While Thyssenkrupp and Tata Steel are working on a remedy package, they are unlikely to make far-reaching concessions, three people familiar with the matter said, increasing the risk of a lengthy tussle with the Commission.

Two of the people said the groups would argue that remedies in the areas of electrical and galvanized steel were not needed.

“The whole JV is half the size of ArcelorMittal, so Tata and Thyssen are trying to challenge the view of the EU on galva, they’re not accepting it, they’re going to try resist it as much as possible,” one of the people said.

“Why would you leave ArcelorMittal being so big?”

Another person said an overly generous remedy offer would also eat into planned synergies of 400 million to 500 million euros ($452-$566 million), which has been one of the cornerstones of the transaction for shareholders on both sides.

A spokesman for Thyssenkrupp said the company was in constructive talks with the Commission and that it remained confident that the transaction could be completed in the spring.

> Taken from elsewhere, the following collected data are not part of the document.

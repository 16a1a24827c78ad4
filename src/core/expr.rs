//! `Condition` expressions over named variables
//!
//! Grammar (lowest precedence first):
//!
//! ```text
//! or      := and ( "||" and )*
//! and     := compare ( "&&" compare )*
//! compare := unary ( ("==" | "!=" | "<" | "<=" | ">" | ">=") unary )?
//! unary   := "!"* primary
//! primary := number | "string" | true | false | name | $name | "(" or ")"
//! ```
//!
//! Variables hold strings; `"true"`/`"false"` and numeric strings are read as
//! booleans and numbers. `hour`, `minute` and `weekday` (Sunday = 0) come from
//! the evaluation clock unless a variable of the same name exists.
//!
//! Input is capped at [`MAX_LENGTH`] bytes and [`MAX_DEPTH`] levels of `!`
//! and parentheses.
//!
//! ```
//! use pfw::core::expr;
//! use std::collections::BTreeMap;
//!
//! let mut vars = BTreeMap::new();
//! vars.insert("guest_mode".to_string(), "true".to_string());
//!
//! let report = expr::test("guest_mode && $limit != 0", &vars);
//! assert!(!report.valid);
//!
//! vars.insert("limit".to_string(), "5".to_string());
//! let report = expr::test("guest_mode && $limit != 0", &vars);
//! assert!(report.valid);
//! assert_eq!(report.result, Some(expr::Value::Bool(true)));
//! ```

use crate::core::error::ExprError;
use chrono::{Datelike, NaiveDateTime, Timelike};
use logos::Logos;
use serde::{Deserialize, Serialize};
use std::collections::BTreeMap;
use std::fmt;

/// Longest accepted expression, in bytes
pub const MAX_LENGTH: usize = 1024;

/// Deepest accepted nesting of `!` and `(`
pub const MAX_DEPTH: usize = 32;

#[derive(Logos, Debug, Clone, PartialEq)]
#[logos(skip r"[ \t\r\n\f]+")]
enum Token {
    #[token("(")]
    LParen,
    #[token(")")]
    RParen,
    #[token("!")]
    Not,
    #[token("&&")]
    And,
    #[token("||")]
    Or,
    #[token("==")]
    Eq,
    #[token("!=")]
    Ne,
    #[token("<")]
    Lt,
    #[token("<=")]
    Le,
    #[token(">")]
    Gt,
    #[token(">=")]
    Ge,
    #[token("true")]
    True,
    #[token("false")]
    False,
    #[regex(r"-?[0-9]+(\.[0-9]+)?", |lex| lex.slice().parse::<f64>().ok())]
    Number(f64),
    #[regex(r#""([^"\\]|\\.)*""#, |lex| unescape(lex.slice()))]
    #[regex(r"'([^'\\]|\\.)*'", |lex| unescape(lex.slice()))]
    Str(String),
    #[regex(r"\$?[A-Za-z_][A-Za-z0-9_]*", |lex| lex.slice().trim_start_matches('$').to_string())]
    Ident(String),
}

fn unescape(quoted: &str) -> String {
    let inner = &quoted[1..quoted.len() - 1];
    let mut out = String::with_capacity(inner.len());
    let mut chars = inner.chars();
    while let Some(c) = chars.next() {
        if c == '\\' {
            if let Some(next) = chars.next() {
                out.push(next);
            }
        } else {
            out.push(c);
        }
    }
    out
}

impl fmt::Display for Token {
    fn fmt(&self, f: &mut fmt::Formatter<'_>) -> fmt::Result {
        match self {
            Token::LParen => write!(f, "("),
            Token::RParen => write!(f, ")"),
            Token::Not => write!(f, "!"),
            Token::And => write!(f, "&&"),
            Token::Or => write!(f, "||"),
            Token::Eq => write!(f, "=="),
            Token::Ne => write!(f, "!="),
            Token::Lt => write!(f, "<"),
            Token::Le => write!(f, "<="),
            Token::Gt => write!(f, ">"),
            Token::Ge => write!(f, ">="),
            Token::True => write!(f, "true"),
            Token::False => write!(f, "false"),
            Token::Number(n) => write!(f, "{n}"),
            Token::Str(s) => write!(f, "\"{s}\""),
            Token::Ident(name) => write!(f, "{name}"),
        }
    }
}

/// Evaluated value
#[derive(Debug, Clone, PartialEq, Serialize, Deserialize)]
#[serde(untagged)]
pub enum Value {
    Bool(bool),
    Number(f64),
    Str(String),
}

impl Value {
    /// Reads a stored variable string.
    pub fn from_variable(raw: &str) -> Self {
        match raw.trim() {
            "true" => Value::Bool(true),
            "false" => Value::Bool(false),
            s => s
                .parse::<f64>()
                .map_or_else(|_| Value::Str(raw.to_string()), Value::Number),
        }
    }

    pub fn truthy(&self) -> bool {
        match self {
            Value::Bool(b) => *b,
            Value::Number(n) => *n != 0.0,
            Value::Str(s) => !s.is_empty(),
        }
    }

    const fn type_name(&self) -> &'static str {
        match self {
            Value::Bool(_) => "bool",
            Value::Number(_) => "number",
            Value::Str(_) => "string",
        }
    }
}

#[derive(Debug, Clone, Copy, PartialEq, Eq)]
pub enum CmpOp {
    Eq,
    Ne,
    Lt,
    Le,
    Gt,
    Ge,
}

impl CmpOp {
    const fn symbol(self) -> &'static str {
        match self {
            CmpOp::Eq => "==",
            CmpOp::Ne => "!=",
            CmpOp::Lt => "<",
            CmpOp::Le => "<=",
            CmpOp::Gt => ">",
            CmpOp::Ge => ">=",
        }
    }
}

/// Parsed expression tree
#[derive(Debug, Clone, PartialEq)]
pub enum Expr {
    Literal(Value),
    Var(String),
    Not(Box<Expr>),
    And(Box<Expr>, Box<Expr>),
    Or(Box<Expr>, Box<Expr>),
    Compare(CmpOp, Box<Expr>, Box<Expr>),
}

impl Expr {
    /// Names referenced by the expression, in order of first appearance.
    pub fn variables(&self) -> Vec<&str> {
        let mut out = Vec::new();
        self.collect_vars(&mut out);
        out
    }

    fn collect_vars<'a>(&'a self, out: &mut Vec<&'a str>) {
        match self {
            Expr::Literal(_) => {}
            Expr::Var(name) => {
                if !out.contains(&name.as_str()) {
                    out.push(name);
                }
            }
            Expr::Not(inner) => inner.collect_vars(out),
            Expr::And(a, b) | Expr::Or(a, b) | Expr::Compare(_, a, b) => {
                a.collect_vars(out);
                b.collect_vars(out);
            }
        }
    }
}

struct Parser {
    tokens: Vec<(Token, usize)>,
    pos: usize,
    depth: usize,
}

impl Parser {
    fn peek(&self) -> Option<&Token> {
        self.tokens.get(self.pos).map(|(t, _)| t)
    }

    fn next(&mut self) -> Option<(Token, usize)> {
        let item = self.tokens.get(self.pos).cloned();
        self.pos += 1;
        item
    }

    fn descend(&mut self, levels: usize) -> Result<(), ExprError> {
        self.depth += levels;
        if self.depth > MAX_DEPTH {
            return Err(ExprError::TooDeep(MAX_DEPTH));
        }
        Ok(())
    }

    fn or(&mut self) -> Result<Expr, ExprError> {
        let mut lhs = self.and()?;
        while self.peek() == Some(&Token::Or) {
            self.pos += 1;
            let rhs = self.and()?;
            lhs = Expr::Or(Box::new(lhs), Box::new(rhs));
        }
        Ok(lhs)
    }

    fn and(&mut self) -> Result<Expr, ExprError> {
        let mut lhs = self.compare()?;
        while self.peek() == Some(&Token::And) {
            self.pos += 1;
            let rhs = self.compare()?;
            lhs = Expr::And(Box::new(lhs), Box::new(rhs));
        }
        Ok(lhs)
    }

    fn compare(&mut self) -> Result<Expr, ExprError> {
        let lhs = self.unary()?;
        let op = match self.peek() {
            Some(Token::Eq) => CmpOp::Eq,
            Some(Token::Ne) => CmpOp::Ne,
            Some(Token::Lt) => CmpOp::Lt,
            Some(Token::Le) => CmpOp::Le,
            Some(Token::Gt) => CmpOp::Gt,
            Some(Token::Ge) => CmpOp::Ge,
            _ => return Ok(lhs),
        };
        self.pos += 1;
        let rhs = self.unary()?;
        Ok(Expr::Compare(op, Box::new(lhs), Box::new(rhs)))
    }

    fn unary(&mut self) -> Result<Expr, ExprError> {
        let mut nots = 0;
        while self.peek() == Some(&Token::Not) {
            self.pos += 1;
            nots += 1;
        }
        self.descend(nots)?;
        let mut expr = self.primary()?;
        for _ in 0..nots {
            expr = Expr::Not(Box::new(expr));
        }
        self.depth -= nots;
        Ok(expr)
    }

    fn primary(&mut self) -> Result<Expr, ExprError> {
        let (token, offset) = self.next().ok_or(ExprError::UnexpectedEnd)?;
        match token {
            Token::True => Ok(Expr::Literal(Value::Bool(true))),
            Token::False => Ok(Expr::Literal(Value::Bool(false))),
            Token::Number(n) => Ok(Expr::Literal(Value::Number(n))),
            Token::Str(s) => Ok(Expr::Literal(Value::Str(s))),
            Token::Ident(name) => Ok(Expr::Var(name)),
            Token::LParen => {
                self.descend(1)?;
                let inner = self.or()?;
                self.depth -= 1;
                match self.next() {
                    Some((Token::RParen, _)) => Ok(inner),
                    Some((found, offset)) => Err(ExprError::UnexpectedToken {
                        found: found.to_string(),
                        offset,
                    }),
                    None => Err(ExprError::UnexpectedEnd),
                }
            }
            other => Err(ExprError::UnexpectedToken {
                found: other.to_string(),
                offset,
            }),
        }
    }
}

/// Parses an expression without evaluating it.
pub fn parse(input: &str) -> Result<Expr, ExprError> {
    if input.len() > MAX_LENGTH {
        return Err(ExprError::TooLong(MAX_LENGTH));
    }
    let mut tokens = Vec::new();
    let mut lexer = Token::lexer(input);
    while let Some(token) = lexer.next() {
        let offset = lexer.span().start;
        let token = token.map_err(|()| ExprError::Lex(offset))?;
        tokens.push((token, offset));
    }

    let mut parser = Parser {
        tokens,
        pos: 0,
        depth: 0,
    };
    let expr = parser.or()?;
    if let Some((found, offset)) = parser.next() {
        return Err(ExprError::UnexpectedToken {
            found: found.to_string(),
            offset,
        });
    }
    Ok(expr)
}

/// Variables plus the clock used for `hour`, `minute` and `weekday`
pub struct Context<'a> {
    pub variables: &'a BTreeMap<String, String>,
    pub now: NaiveDateTime,
}

impl<'a> Context<'a> {
    pub fn new(variables: &'a BTreeMap<String, String>, now: NaiveDateTime) -> Self {
        Self { variables, now }
    }

    fn lookup(&self, name: &str) -> Result<Value, ExprError> {
        if let Some(raw) = self.variables.get(name) {
            return Ok(Value::from_variable(raw));
        }
        let clock = match name {
            "hour" => self.now.hour(),
            "minute" => self.now.minute(),
            "weekday" => self.now.weekday().num_days_from_sunday(),
            _ => return Err(ExprError::UnknownVariable(name.to_string())),
        };
        Ok(Value::Number(f64::from(clock)))
    }
}

pub fn eval(expr: &Expr, ctx: &Context<'_>) -> Result<Value, ExprError> {
    match expr {
        Expr::Literal(v) => Ok(v.clone()),
        Expr::Var(name) => ctx.lookup(name),
        Expr::Not(inner) => Ok(Value::Bool(!eval(inner, ctx)?.truthy())),
        Expr::And(a, b) => {
            if !eval(a, ctx)?.truthy() {
                return Ok(Value::Bool(false));
            }
            Ok(Value::Bool(eval(b, ctx)?.truthy()))
        }
        Expr::Or(a, b) => {
            if eval(a, ctx)?.truthy() {
                return Ok(Value::Bool(true));
            }
            Ok(Value::Bool(eval(b, ctx)?.truthy()))
        }
        Expr::Compare(op, a, b) => {
            let lhs = eval(a, ctx)?;
            let rhs = eval(b, ctx)?;
            compare(*op, &lhs, &rhs).map(Value::Bool)
        }
    }
}

fn compare(op: CmpOp, lhs: &Value, rhs: &Value) -> Result<bool, ExprError> {
    use std::cmp::Ordering;

    let mismatch = || ExprError::TypeMismatch {
        op: op.symbol(),
        left: lhs.type_name(),
        right: rhs.type_name(),
    };

    let ordering: Option<Ordering> = match (lhs, rhs) {
        (Value::Number(a), Value::Number(b)) => a.partial_cmp(b),
        (Value::Str(a), Value::Str(b)) => Some(a.cmp(b)),
        (Value::Bool(a), Value::Bool(b)) => {
            return match op {
                CmpOp::Eq => Ok(a == b),
                CmpOp::Ne => Ok(a != b),
                _ => Err(mismatch()),
            };
        }
        (Value::Number(a), Value::Str(s)) => {
            let b = s.trim().parse::<f64>().map_err(|_| mismatch())?;
            a.partial_cmp(&b)
        }
        (Value::Str(s), Value::Number(b)) => {
            let a = s.trim().parse::<f64>().map_err(|_| mismatch())?;
            a.partial_cmp(b)
        }
        _ => return Err(mismatch()),
    };

    let Some(ordering) = ordering else {
        return Ok(op == CmpOp::Ne);
    };
    Ok(match op {
        CmpOp::Eq => ordering == Ordering::Equal,
        CmpOp::Ne => ordering != Ordering::Equal,
        CmpOp::Lt => ordering == Ordering::Less,
        CmpOp::Le => ordering != Ordering::Greater,
        CmpOp::Gt => ordering == Ordering::Greater,
        CmpOp::Ge => ordering != Ordering::Less,
    })
}

/// Parses and evaluates a rule `Condition`. Empty means unconditional.
pub fn condition_holds(condition: &str, ctx: &Context<'_>) -> Result<bool, ExprError> {
    if condition.trim().is_empty() {
        return Ok(true);
    }
    Ok(eval(&parse(condition)?, ctx)?.truthy())
}

/// Result of a dry-run evaluation
#[derive(Debug, Clone, PartialEq, Serialize, Deserialize)]
pub struct ExprReport {
    pub valid: bool,
    #[serde(skip_serializing_if = "Option::is_none")]
    pub result: Option<Value>,
    #[serde(skip_serializing_if = "Option::is_none")]
    pub error: Option<String>,
}

/// Evaluates `input` against `variables` at the current local time.
pub fn test(input: &str, variables: &BTreeMap<String, String>) -> ExprReport {
    test_at(input, variables, chrono::Local::now().naive_local())
}

pub fn test_at(input: &str, variables: &BTreeMap<String, String>, now: NaiveDateTime) -> ExprReport {
    let outcome = parse(input).and_then(|expr| eval(&expr, &Context::new(variables, now)));
    match outcome {
        Ok(value) => ExprReport {
            valid: true,
            result: Some(value),
            error: None,
        },
        Err(e) => ExprReport {
            valid: false,
            result: None,
            error: Some(e.to_string()),
        },
    }
}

A Tata Steel spokesman said the two companies remained committed to working with all relevant regulators to ensure the success of the joint venture deal.


The situation highlights growing pressure on Thyssenkrupp boss Guido Kerkhoff, who must strike a fine balance between demands of powerful labor leaders, who have warned not to give up too much, and investors that have been waiting for a deal for about three years.

It is widely expected that the companies need to offer up remedies in the area of packaging steel, where the combined entity would have a large share of the European market. Thyssenkrupp, however, will try to keep its Rasselstein packaging unit, the people said.

Ultimately, it will come down to who needs the joint venture more. Thyssenkrupp, whose steel unit has been seen as the stronger part of the planned entity, could live with a collapse, Kerkhoff said last week.

If the deal fails, the German conglomerate may lose a right to get a bigger share of proceeds from a potential public listing and, more importantly, an opportunity to offload about 4 billion euros in liabilities.

But at the same time it would leave more meat on Thyssenkrupp Materials AG, the entity that will be left after a planned spin-off of Thyssenkrupp’s capital goods business: elevators, car parts and plant engineering.

Tata Steel, on the other hand, is considered to be keener on the joint venture, partially because it improves future prospects for its ailing Port Talbot plant, the people said.

The two groups must send their remedy proposal to Brussels by March 20, two of the people said, adding this would delay an April 29 deadline the Commission has set to rule on the matter by 15 working days.